:: AIM OF THE TASK ::
Write each line again exactly as it is, from the opening line of the records below through the one containing "it is not valid.", and add nothing.

* * *

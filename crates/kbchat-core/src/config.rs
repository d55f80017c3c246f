//! Client configuration.
//!
//! Values come from an optional TOML file; the binary applies command-line
//! overrides on top.

use std::path::Path;

use serde::Deserialize;

use crate::backoff::ReconnectPolicy;
use crate::error::ConfigError;

/// Configuration for a chat client.
#[derive(Debug, Clone, PartialEq, Deserialize)]
pub struct ClientConfig {
    /// Backend base URL (e.g., "http://localhost:8000").
    #[serde(default = "ClientConfig::default_server_url")]
    pub server_url: String,

    /// Path of the chat socket on the backend host.
    #[serde(default = "ClientConfig::default_chat_path")]
    pub chat_path: String,

    /// Spacing between reconnect attempts.
    #[serde(default)]
    pub reconnect: ReconnectPolicy,

    /// Capacity of the per-connection frame channels.
    #[serde(default = "ClientConfig::default_channel_capacity")]
    pub channel_capacity: usize,

    /// Maximum height of the input area, in rows.
    #[serde(default = "ClientConfig::default_input_max_rows")]
    pub input_max_rows: u16,
}

impl ClientConfig {
    fn default_server_url() -> String {
        "http://localhost:8000".to_string()
    }

    fn default_chat_path() -> String {
        "/ws/chat".to_string()
    }

    const fn default_channel_capacity() -> usize {
        crate::transport::DEFAULT_CHANNEL_CAPACITY
    }

    const fn default_input_max_rows() -> u16 {
        6
    }

    /// Load configuration from a TOML file, or defaults when `path` is `None`.
    ///
    /// # Errors
    ///
    /// Returns `ConfigError::Read` if the file cannot be read and
    /// `ConfigError::Parse` if it is not valid.
    pub fn load(path: Option<&Path>) -> Result<Self, ConfigError> {
        let Some(path) = path else {
            return Ok(Self::default());
        };

        let raw = std::fs::read_to_string(path).map_err(|source| ConfigError::Read {
            path: path.display().to_string(),
            source,
        })?;
        Self::from_toml(&raw)
    }

    /// Parse configuration from TOML text.
    ///
    /// # Errors
    ///
    /// Returns `ConfigError::Parse` if the text is not valid.
    pub fn from_toml(raw: &str) -> Result<Self, ConfigError> {
        Ok(toml::from_str(raw)?)
    }

    /// WebSocket URL of the chat endpoint on the server's host.
    ///
    /// `http` maps to `ws` and `https` to `wss`; any path on `server_url` is
    /// replaced by `chat_path`.
    ///
    /// # Errors
    ///
    /// Returns `ConfigError::InvalidUrl` for other schemes or a missing host.
    pub fn ws_endpoint(&self) -> Result<String, ConfigError> {
        let url = self.server_url.trim();
        let (scheme, rest) = if let Some(rest) = url.strip_prefix("https://") {
            ("wss", rest)
        } else if let Some(rest) = url.strip_prefix("http://") {
            ("ws", rest)
        } else if let Some(rest) = url.strip_prefix("wss://") {
            ("wss", rest)
        } else if let Some(rest) = url.strip_prefix("ws://") {
            ("ws", rest)
        } else {
            return Err(ConfigError::InvalidUrl(self.server_url.clone()));
        };

        let host = extract_host(rest);
        if host.is_empty() {
            return Err(ConfigError::InvalidUrl(self.server_url.clone()));
        }

        let path = self.chat_path.trim();
        let sep = if path.starts_with('/') { "" } else { "/" };
        Ok(format!("{scheme}://{host}{sep}{path}"))
    }
}

impl Default for ClientConfig {
    fn default() -> Self {
        Self {
            server_url: Self::default_server_url(),
            chat_path: Self::default_chat_path(),
            reconnect: ReconnectPolicy::default(),
            channel_capacity: Self::default_channel_capacity(),
            input_max_rows: Self::default_input_max_rows(),
        }
    }
}

/// Host (and port) part of a URL with the scheme already removed.
fn extract_host(rest: &str) -> &str {
    rest.split(['/', '?', '#']).next().unwrap_or_default()
}
//! Connection state and the status shown to the user.

use std::fmt;

/// Lifecycle of a single socket instance.
#[derive(Debug, Clone, Copy, PartialEq, Eq)]
pub enum ConnectionState {
    /// Handshake in progress.
    Connecting,
    /// Frames can be sent and received.
    Open,
    /// The socket is gone; a new instance must be created to reconnect.
    Closed,
}

/// Status indicator derived from the connection state.
#[derive(Debug, Clone, Copy, PartialEq, Eq, Default)]
pub enum ConnectionStatus {
    /// The socket is open.
    Connected,
    /// The socket closed or failed; a reconnect is scheduled.
    Disconnected,
    /// A connection attempt is in progress.
    #[default]
    Reconnecting,
}

impl ConnectionStatus {
    /// Text for the status indicator.
    #[must_use]
    pub const fn label(self) -> &'static str {
        match self {
            Self::Connected => "Connected",
            Self::Disconnected => "Disconnected",
            Self::Reconnecting => "Connecting...",
        }
    }

    /// Style class for the status indicator.
    #[must_use]
    pub const fn class(self) -> &'static str {
        match self {
            Self::Connected => "connected",
            Self::Disconnected => "disconnected",
            Self::Reconnecting => "reconnecting",
        }
    }
}

impl From<ConnectionState> for ConnectionStatus {
    fn from(state: ConnectionState) -> Self {
        match state {
            ConnectionState::Connecting => Self::Reconnecting,
            ConnectionState::Open => Self::Connected,
            ConnectionState::Closed => Self::Disconnected,
        }
    }
}

impl fmt::Display for ConnectionStatus {
    fn fmt(&self, f: &mut fmt::Formatter<'_>) -> fmt::Result {
        f.write_str(self.label())
    }
}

* * *

:: OUTPUT FOR THIS TASK ::
filename crates/kbchat-core/src/config.rs
repository d55f80017c3c246f
//! Client configuration.
//!
//! Values come from an optional TOML file; the binary applies command-line
//! overrides on top.

use std::path::Path;

use serde::Deserialize;

use crate::backoff::ReconnectPolicy;
use crate::error::ConfigError;

/// Configuration for a chat client.
#[derive(Debug, Clone, PartialEq, Deserialize)]
pub struct ClientConfig {
    /// Backend base URL (e.g., "http://localhost:8000").
    #[serde(default = "ClientConfig::default_server_url")]
    pub server_url: String,

    /// Path of the chat socket on the backend host.
    #[serde(default = "ClientConfig::default_chat_path")]
    pub chat_path: String,

    /// Spacing between reconnect attempts.
    #[serde(default)]
    pub reconnect: ReconnectPolicy,

    /// Capacity of the per-connection frame channels.
    #[serde(default = "ClientConfig::default_channel_capacity")]
    pub channel_capacity: usize,

    /// Maximum height of the input area, in rows.
    #[serde(default = "ClientConfig::default_input_max_rows")]
    pub input_max_rows: u16,
}

impl ClientConfig {
    fn default_server_url() -> String {
        "http://localhost:8000".to_string()
    }

    fn default_chat_path() -> String {
        "/ws/chat".to_string()
    }

    const fn default_channel_capacity() -> usize {
        crate::transport::DEFAULT_CHANNEL_CAPACITY
    }

    const fn default_input_max_rows() -> u16 {
        6
    }

    /// Load configuration from a TOML file, or defaults when `path` is `None`.
    ///
    /// # Errors
    ///
    /// Returns `ConfigError::Read` if the file cannot be read and
    /// `ConfigError::Parse` if it is not valid.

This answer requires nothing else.